Come rain or shine, our letter carrier never fails to stuff our mailbox with exciting items such as greeting cards from insurance companies, coupons from hardware stores and campaign literature from folks with political ambition. OK, the latter ain't exactly representative of literary classics such as "Grapes of Wrath" or "Little Women." But, well-written election propaganda does resemble a fabulous mud-slinging abridged version of "War and Peace."
With anticipation, I await the daily arrival of my snail mail. The thought of getting junk with a personal touch is the highlight of my day.
Ditto for my companion. "What did the mailman bring us today?" he eagerly asked yesterday.
"I got a therapy bill and a lifetime opportunity from the marketing director of Startouch magazine. You got a summons for jury duty."
"You can keep the bill. But¸ I'll trade you my jury duty for the magazine pitch letter."
His enthusiasm inspired me to rip open that letter to learn why the marketing director decided to be my pen pal. The word "free" dressed in bold letters seemed to tap dance across the page just above this stranger's salutation of "Dear Friend."
She hooked me with "friend." So, I read on. She wasn't just a marketing guru. She was a mind reader. Her practical prose got right to the point. Her first sentence revealed I had a hectic life and I deserved more than a few fleeting moments of leisure time. I could not contain my excitement.
"Honey, the Startouch marketing director wants to help me melt away my stress. She wants to treat me to the relaxation remedy I need."
"Beware," my skeptical supporter insisted. "If she were a licensed therapist, she wouldn't be writing sales pitches."
"She's giving me a gift certificate for six issues of Startouch. This certificate entitles me to the perfect therapy for my mind, heart and soul."
"A magazine instead of therapy. Your medical insurance company probably hired her to write that letter."
Undaunted, I continued to cherish this opportunity for satisfaction. "My gift certificate also entitles me to steal moments with George Clooney and Patrick Dempsey over morning coffee. Would you be jealous if I accepted this offer?"
"Not at all," my companion said a little too enthusiastically. "While you're out with George and or Patrick, I can spend time alone with my soon-to-arrive mail-order bride."
"You're just jealous."
"Go. Have coffee with George. Just don't tell him where you hide your diamonds."
"What do you mean?" I inquired.
"While George lures you out of the house for lattes, he might send over his criminal companions from Oceans 13 through 27. George can't be trusted."

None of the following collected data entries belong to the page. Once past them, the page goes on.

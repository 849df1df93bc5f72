// SPDX-License-Identifier: MIT

use super::*;
use crate::test_support::{task_config, Harness};
use rcab_core::{InjectionStatus, TaskType};
use serde_json::json;

fn inject_payload() -> rcab_core::task::Payload {
    let mut payload = rcab_core::task::Payload::new();
    payload.insert(fields::NAMESPACE.into(), json!("ts-ns-0"));
    payload.insert(fields::FAULT_TYPE.into(), json!("pod-kill"));
    payload.insert(fields::BENCHMARK.into(), json!("clickhouse"));
    payload.insert(fields::PRE_DURATION.into(), json!(5));
    payload.insert(fields::FAULT_DURATION.into(), json!(3));
    payload
}

#[tokio::test]
async fn creates_injection_and_acquires_namespace_lock() {
    let harness = Harness::new();
    let task = harness.admit(task_config(TaskType::InjectFault, inject_payload()));
    let ctx = harness.context();

    let outcome = InjectFaultExecutor.execute(&ctx, &task).await.expect("execute");
    assert_eq!(outcome, ExecOutcome::AwaitingCallback);

    assert_eq!(harness.adapter.created_injections().len(), 1);
    assert!(harness.scheduler.namespace_lock().is_held("ts-ns-0"));

    let schedule = harness.scheduler.records().get_injection(task.id).expect("schedule persisted");
    assert_eq!(schedule.status, InjectionStatus::Initial);
    assert!(schedule.injection_name.is_some());
}

#[tokio::test]
async fn second_injection_on_same_namespace_reschedules_instead_of_creating() {
    let harness = Harness::new();
    let task_a = harness.admit(task_config(TaskType::InjectFault, inject_payload()));
    let ctx_a = harness.context();
    InjectFaultExecutor.execute(&ctx_a, &task_a).await.expect("first execute");

    let task_b = harness.admit(task_config(TaskType::InjectFault, inject_payload()));
    let ctx_b = harness.context();
    let outcome = InjectFaultExecutor.execute(&ctx_b, &task_b).await.expect("second execute");

    assert_eq!(outcome, ExecOutcome::Rescheduled);
    assert_eq!(harness.adapter.created_injections().len(), 1);
    let reloaded = harness.scheduler.store().get_task(task_b.id).expect("task exists");
    assert_eq!(reloaded.state, rcab_core::TaskState::Pending);
    assert_eq!(reloaded.restart_num, 1);
}

#[tokio::test]
async fn rejects_non_positive_pre_duration() {
    let harness = Harness::new();
    let mut payload = inject_payload();
    payload.insert(fields::PRE_DURATION.into(), json!(0));
    let task = harness.admit(task_config(TaskType::InjectFault, payload));
    let ctx = harness.context();

    let err = InjectFaultExecutor.execute(&ctx, &task).await.expect_err("zero duration rejected");
    assert!(matches!(err, ExecutorError::Validation(_)));
    assert!(harness.adapter.created_injections().is_empty());
}

#[tokio::test]
async fn rejects_fractional_duration() {
    let harness = Harness::new();
    let mut payload = inject_payload();
    payload.insert(fields::FAULT_DURATION.into(), json!(2.5));
    let task = harness.admit(task_config(TaskType::InjectFault, payload));
    let ctx = harness.context();

    let err = InjectFaultExecutor.execute(&ctx, &task).await.expect_err("fractional duration rejected");
    assert!(matches!(err, ExecutorError::Validation(_)));
}
// SPDX-License-Identifier: MIT

//! Declarative macros for reducing boilerplate.
//!
//! - [`simple_display!`] — `Display` impl mapping enum variants to string literals
//! - [`define_id!`] — a `Uuid`-backed newtype id with a stable string prefix

/// Generate a `Display` impl that maps enum variants to string literals.
///
/// Unit variants match directly; data-carrying variants use `(..)` to ignore fields.
#[macro_export]
macro_rules! simple_display {
    ($enum:ty { $( $variant:ident $(( $($ignore:tt)* ))? => $str:expr ),+ $(,)? }) => {
        impl std::fmt::Display for $enum {
            fn fmt(&self, f: &mut std::fmt::Formatter<'_>) -> std::fmt::Result {
                f.write_str(match self {
                    $( Self::$variant $(( $($ignore)* ))? => $str, )+
                })
            }
        }
    };
}

/// Define a newtype id wrapping a [`uuid::Uuid`].
///
/// The task data model requires stable UUIDs (spec.md §3), so this
/// macro generates `new()` (random v4), `from_uuid`, `parse`, `Display`
/// (bare UUID, no prefix baked into the wire format) and a `kind()` method
/// returning the human-readable prefix used only for logging.
#[macro_export]
macro_rules! define_id {
    (
        $(#[$meta:meta])*
        pub struct $name:ident($prefix:literal);
    ) => {
        $(#[$meta])*
        #[derive(Debug, Clone, Copy, PartialEq, Eq, Hash, serde::Serialize, serde::Deserialize)]
        #[serde(transparent)]
        pub struct $name(pub uuid::Uuid);

        impl $name {
            pub const KIND: &'static str = $prefix;

            /// Generate a new random id.
            pub fn new() -> Self {
                Self(uuid::Uuid::new_v4())
            }

            /// Wrap an existing uuid (e.g. one assigned by a caller or persisted record).
            pub fn from_uuid(id: uuid::Uuid) -> Self {
                Self(id)
            }

            /// Parse from a string representation.
            pub fn parse(s: &str) -> Result<Self, uuid::Error> {
                Ok(Self(uuid::Uuid::parse_str(s)?))
            }

            pub fn as_uuid(&self) -> uuid::Uuid {
                self.0
            }

            /// Logging-friendly tag, e.g. `task:3fa8...`.
            pub fn tagged(&self) -> String {
                format!("{}:{}", Self::KIND, self.0)
            }
        }

        impl Default for $name {
            fn default() -> Self {
                Self::new()
            }
        }

        impl std::fmt::Display for $name {
            fn fmt(&self, f: &mut std::fmt::Formatter<'_>) -> std::fmt::Result {
                write!(f, "{}", self.0)
            }
        }

        impl std::str::FromStr for $name {
            type Err = uuid::Error;
            fn from_str(s: &str) -> Result<Self, Self::Err> {
                Self::parse(s)
            }
        }

        impl From<uuid::Uuid> for $name {
            fn from(id: uuid::Uuid) -> Self {
                Self(id)
            }
        }
    };
}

I ignored the cynicism and returned to my letter. In addition to caffeine connections with George and Patrick, I could curl up in my favorite armchair and spend blissful afternoons with old friends and new such as Julia Roberts and Jennifer Aniston.

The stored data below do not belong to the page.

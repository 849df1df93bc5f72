// SPDX-License-Identifier: MIT

//! Category-wide token bucket for build/execute concurrency (spec.md §4.2
//! "Token bucket"). Keyed logically as `bucket:{category}` (spec.md §6).

use parking_lot::Mutex;
use rcab_core::{Clock, TaskId, TraceId};
use serde::{Deserialize, Serialize};
use std::collections::HashMap;
use std::time::Duration;
use tokio::sync::Notify;
use tokio_util::sync::CancellationToken;

use crate::error::ArbiterError;

/// The two categories named in spec.md §3.
#[derive(Debug, Clone, Copy, PartialEq, Eq, Hash, Serialize, Deserialize)]
#[serde(rename_all = "UPPERCASE")]
pub enum Category {
    Build,
    Execute,
}

rcab_core::simple_display! {
    Category {
        Build => "BUILD",
        Execute => "EXECUTE",
    }
}

/// Poll interval used as the fallback wake in `wait_for_token` when no
/// `release` notification arrives before it (spec.md §4.2 "neither FIFO nor
/// priority is contracted ... a waiter that re-polls will eventually get a
/// token").
const POLL_INTERVAL: Duration = Duration::from_millis(250);

#[derive(Debug, Clone)]
struct Lease {
    task_id: TaskId,
    trace_id: TraceId,
    #[allow(dead_code)]
    acquired_at_epoch_ms: u64,
    expires_at_epoch_ms: u64,
}

#[derive(Default)]
struct Bucket {
    leases: Vec<Lease>,
}

/// Result of a non-blocking `try_acquire`.
#[derive(Debug, Clone, Copy)]
pub struct TryAcquireResult {
    pub acquired: bool,
    /// Implementation-defined retry hint for the caller to back off by.
    pub wait_hint: Duration,
    /// Whether an expired lease was force-reclaimed to make room. Open
    /// Question #2 (spec.md §9) requires a warning event on this; the
    /// arbiter itself never touches the event bus (ownership separation,
    /// spec.md §3), so it surfaces the fact here for the caller to emit.
    pub reclaimed_expired: bool,
}

/// Per-category fixed-capacity lease pool (spec.md §4.2, §8: `|leases| ≤ N`).
pub struct TokenBucket<C: Clock> {
    clock: C,
    capacity: u32,
    buckets: Mutex<HashMap<Category, Bucket>>,
    notify: Notify,
}

impl<C: Clock> TokenBucket<C> {
    pub fn new(clock: C, capacity: u32) -> Self {
        Self { clock, capacity, buckets: Mutex::new(HashMap::new()), notify: Notify::new() }
    }

    fn reap_expired(bucket: &mut Bucket, now_ms: u64) -> bool {
        let before = bucket.leases.len();
        bucket.leases.retain(|lease| lease.expires_at_epoch_ms > now_ms);
        bucket.leases.len() != before
    }

    pub fn try_acquire(
        &self,
        category: Category,
        task_id: TaskId,
        trace_id: TraceId,
        lease_ttl: Duration,
    ) -> TryAcquireResult {
        let now_ms = self.clock.epoch_ms();
        let mut buckets = self.buckets.lock();
        let bucket = buckets.entry(category).or_default();
        let reclaimed = Self::reap_expired(bucket, now_ms);

        if bucket.leases.len() >= self.capacity as usize {
            return TryAcquireResult {
                acquired: false,
                wait_hint: POLL_INTERVAL,
                reclaimed_expired: reclaimed,
            };
        }

        bucket.leases.push(Lease {
            task_id,
            trace_id,
            acquired_at_epoch_ms: now_ms,
            expires_at_epoch_ms: now_ms + lease_ttl.as_millis() as u64,
        });
        TryAcquireResult { acquired: true, wait_hint: Duration::ZERO, reclaimed_expired: reclaimed }
    }

    /// Cooperative wait with cancellation (spec.md §4.2, §5 "suspension
    /// points"). Returns `Ok(reclaimed_expired)` once a lease is acquired,
    /// or an error if `max_wait` elapses or `cancel` fires first.
    pub async fn wait_for_token(
        &self,
        category: Category,
        task_id: TaskId,
        trace_id: TraceId,
        lease_ttl: Duration,
        max_wait: Duration,
        cancel: &CancellationToken,
    ) -> Result<bool, ArbiterError> {
        let deadline = tokio::time::Instant::now() + max_wait;

        loop {
            let result = self.try_acquire(category, task_id, trace_id, lease_ttl);
            if result.acquired {
                return Ok(result.reclaimed_expired);
            }

            let remaining = deadline.saturating_duration_since(tokio::time::Instant::now());
            if remaining.is_zero() {
                return Err(ArbiterError::TokenWaitTimeout(max_wait));
            }

            let wake = tokio::time::sleep(remaining.min(POLL_INTERVAL));
            tokio::select! {
                _ = cancel.cancelled() => return Err(ArbiterError::Cancelled),
                _ = self.notify.notified() => continue,
                _ = wake => continue,
            }
        }
    }

    /// Idempotent: a no-op if the lease has already expired or is not held
    /// by this `(task_id, trace_id)` pair (spec.md §4.2).
    pub fn release(&self, category: Category, task_id: TaskId, trace_id: TraceId) {
        let mut buckets = self.buckets.lock();
        let bucket = buckets.entry(category).or_default();
        let before = bucket.leases.len();
        bucket.leases.retain(|lease| !(lease.task_id == task_id && lease.trace_id == trace_id));
        if bucket.leases.len() != before {
            drop(buckets);
            self.notify.notify_waiters();
        }
    }

    pub fn live_lease_count(&self, category: Category) -> usize {
        let now_ms = self.clock.epoch_ms();
        let buckets = self.buckets.lock();
        buckets
            .get(&category)
            .map(|bucket| bucket.leases.iter().filter(|l| l.expires_at_epoch_ms > now_ms).count())
            .unwrap_or(0)
    }
}

#[cfg(test)]
#[path = "token_bucket_tests.rs"]
mod tests;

"I doubt if Julia would like to be called old, although she might have a few years on Jennifer," I criticized. "Still, spending time with Julia would be fun."
Of course, my pal played devil's advocate. "I don't think so. Julia might be a steel magnolia, but she's also a runaway bride. Plus, she tried to foil her best friend's wedding. Julia can't be trusted."
"What about Patrick?"
"You don't stand a chance. Thanks to his role in 'Grey's Anatomy', Patrick has quite a reputation as Dr. McDreamy. He can walk into any room and hear women's hearts fluttering. He doesn't even need his stethoscope."
"What about Jennifer?" I questioned, expecting my companion to cast more rain on my parade.
"With Jen, it's friends forever. She can be trusted."
I interrupted this stimulating conversation to read more. The marketing director said if I like my six issues of Startouch, I can get 16 more for three easy payments of $13.14 each.
My budget-conscious buddy ruined the charm. "If you spent afternoons curled up in your armchair, you'd have to quit your day job. Then, you wouldn't earn a paycheck. So in order to make those easy payments, you'd have to steal more than moments from George and Patrick."
"But I'd be saving $2.19 an issue. That's a bargain."
"Well, since you put it like that!"
"Don't be sarcastic," I pleaded. "My letter states, and I quote, 'for best results, read all six free issues before making Startouch a weekly rejuvenation ritual.' "
"Go ahead and cash in your gift certificate."
"Do you really think I can put a price on therapy for my mind, heart and soul?" I queried.
"Well, $13.14 is $1.86 cheaper than the co-payment for your therapist. Besides, reading Startouch will give you something to do at night if I get on a jury panel and the judge has us sequestered."
Writer's note: The name of the magazine has been changed to protect the shameless. Some of the facts have been changed to protect the comedy.